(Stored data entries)
▼▼▼

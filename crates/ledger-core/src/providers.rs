//! External collaborator seams: Auth/Profile directory, ad-network
//! completion verification, and payout execution. The engine only ever
//! talks to these traits; in-memory implementations back the CLI demo and
//! tests.

use std::collections::HashMap;
use std::fmt;
use std::sync::{Arc, Mutex};

use contracts::{TaskDefinition, UserProfile, WithdrawalMethod};

#[derive(Debug, Clone)]
pub struct ProviderFailure {
    pub message: String,
    pub retryable: bool,
}

impl ProviderFailure {
    pub fn retryable(message: impl Into<String>) -> Self {
        Self {
            message: message.into(),
            retryable: true,
        }
    }

    pub fn permanent(message: impl Into<String>) -> Self {
        Self {
            message: message.into(),
            retryable: false,
        }
    }
}

impl fmt::Display for ProviderFailure {
    fn fmt(&self, f: &mut fmt::Formatter<'_>) -> fmt::Result {
        write!(f, "{} (retryable={})", self.message, self.retryable)
    }
}

impl std::error::Error for ProviderFailure {}

/// Auth/Profile subsystem boundary. `None` from `get_user` means the user
/// id is unknown to the platform.
pub trait UserDirectory: Send + Sync {
    fn get_user(&self, user_id: &str) -> Result<Option<UserProfile>, ProviderFailure>;
    fn increment_streak(&self, user_id: &str) -> Result<u32, ProviderFailure>;
    fn set_vip_level(&self, user_id: &str, vip_level: u8) -> Result<(), ProviderFailure>;
}

/// Ad-network / offer-provider boundary: provider-specific proof checks.
pub trait CompletionVerifier: Send + Sync {
    fn validate_completion(
        &self,
        task: &TaskDefinition,
        proof: &str,
    ) -> Result<bool, ProviderFailure>;
}

/// Payment-gateway boundary. Returns the provider transaction id.
pub trait PayoutExecutor: Send + Sync {
    fn execute_payout(
        &self,
        user_id: &str,
        amount: i64,
        method: WithdrawalMethod,
        account_details: &str,
    ) -> Result<String, ProviderFailure>;
}

/// Shared-handle in-memory directory; clones see the same users.
#[derive(Debug, Clone, Default)]
pub struct InMemoryDirectory {
    users: Arc<Mutex<HashMap<String, UserProfile>>>,
}

impl InMemoryDirectory {
    pub fn new() -> Self {
        Self::default()
    }

    pub fn register(&self, profile: UserProfile) {
        let mut users = self.users.lock().expect("directory lock");
        users.insert(profile.user_id.clone(), profile);
    }

    pub fn update<F>(&self, user_id: &str, apply: F) -> bool
    where
        F: FnOnce(&mut UserProfile),
    {
        let mut users = self.users.lock().expect("directory lock");
        match users.get_mut(user_id) {
            Some(profile) => {
                apply(profile);
                true
            }
            None => false,
        }
    }
}

impl UserDirectory for InMemoryDirectory {
    fn get_user(&self, user_id: &str) -> Result<Option<UserProfile>, ProviderFailure> {
        let users = self.users.lock().expect("directory lock");
        Ok(users.get(user_id).cloned())
    }

    fn increment_streak(&self, user_id: &str) -> Result<u32, ProviderFailure> {
        let mut users = self.users.lock().expect("directory lock");
        match users.get_mut(user_id) {
            Some(profile) => {
                profile.streak += 1;
                Ok(profile.streak)
            }
            None => Err(ProviderFailure::permanent(format!(
                "unknown user {user_id}"
            ))),
        }
    }

    fn set_vip_level(&self, user_id: &str, vip_level: u8) -> Result<(), ProviderFailure> {
        let mut users = self.users.lock().expect("directory lock");
        match users.get_mut(user_id) {
            Some(profile) => {
                profile.vip_level = vip_level;
                Ok(())
            }
            None => Err(ProviderFailure::permanent(format!(
                "unknown user {user_id}"
            ))),
        }
    }
}

/// Accepts any proof carrying the configured prefix; stands in for the
/// provider-specific postback/token validation.
#[derive(Debug, Clone)]
pub struct PrefixVerifier {
    prefix: String,
}

impl PrefixVerifier {
    pub fn new(prefix: impl Into<String>) -> Self {
        Self {
            prefix: prefix.into(),
        }
    }
}

impl Default for PrefixVerifier {
    fn default() -> Self {
        Self::new("confirmed:")
    }
}

impl CompletionVerifier for PrefixVerifier {
    fn validate_completion(
        &self,
        _task: &TaskDefinition,
        proof: &str,
    ) -> Result<bool, ProviderFailure> {
        Ok(proof.starts_with(&self.prefix))
    }
}

#[derive(Debug, Clone, PartialEq, Eq)]
pub struct RecordedPayout {
    pub user_id: String,
    pub amount: i64,
    pub method: WithdrawalMethod,
    pub account_details: String,
}

/// Records payouts; can be told to fail the next call to exercise the
/// debit-reversal path.
#[derive(Debug, Clone, Default)]
pub struct RecordingPayout {
    payouts: Arc<Mutex<Vec<RecordedPayout>>>,
    fail_next: Arc<Mutex<bool>>,
}

impl RecordingPayout {
    pub fn new() -> Self {
        Self::default()
    }

    pub fn fail_next_call(&self) {
        *self.fail_next.lock().expect("payout lock") = true;
    }

    pub fn recorded(&self) -> Vec<RecordedPayout> {
        self.payouts.lock().expect("payout lock").clone()
    }
}

impl PayoutExecutor for RecordingPayout {
    fn execute_payout(
        &self,
        user_id: &str,
        amount: i64,
        method: WithdrawalMethod,
        account_details: &str,
    ) -> Result<String, ProviderFailure> {
        let mut fail_next = self.fail_next.lock().expect("payout lock");
        if *fail_next {
            *fail_next = false;
            return Err(ProviderFailure::retryable("gateway timeout"));
        }
        drop(fail_next);

        let mut payouts = self.payouts.lock().expect("payout lock");
        payouts.push(RecordedPayout {
            user_id: user_id.to_string(),
            amount,
            method,
            account_details: account_details.to_string(),
        });
        Ok(format!("txn-{:04}", payouts.len()))
    }
}

#[cfg(test)]
mod tests {
    use super::*;
    use contracts::KycStatus;

    fn profile(user_id: &str) -> UserProfile {
        UserProfile {
            user_id: user_id.to_string(),
            vip_level: 0,
            referrer_id: None,
            email_verified: false,
            kyc_status: KycStatus::Unverified,
            streak: 0,
        }
    }

    #[test]
    fn directory_clones_share_users() {
        let directory = InMemoryDirectory::new();
        let handle = directory.clone();
        directory.register(profile("u1"));

        assert!(handle.get_user("u1").expect("lookup").is_some());
        assert_eq!(handle.increment_streak("u1").expect("streak"), 1);
        assert!(handle.get_user("missing").expect("lookup").is_none());
    }

    #[test]
    fn recording_payout_fails_once_when_told() {
        let payout = RecordingPayout::new();
        payout.fail_next_call();

        let failed = payout.execute_payout("u1", 100, WithdrawalMethod::Upi, "u1@bank");
        assert!(failed.is_err());

        let txn = payout
            .execute_payout("u1", 100, WithdrawalMethod::Upi, "u1@bank")
            .expect("second call succeeds");
        assert_eq!(txn, "txn-0001");
        assert_eq!(payout.recorded().len(), 1);
    }
}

▲▲▲

__INSTRUCTIONS FOR THE TASK__
Make a copy of each line in the records that has the word "proof".

__WORKED SOLUTION__
/// Ad-network / offer-provider boundary: provider-specific proof checks.
        proof: &str,
/// Accepts any proof carrying the configured prefix; stands in for the
        proof: &str,
        Ok(proof.starts_with(&self.prefix))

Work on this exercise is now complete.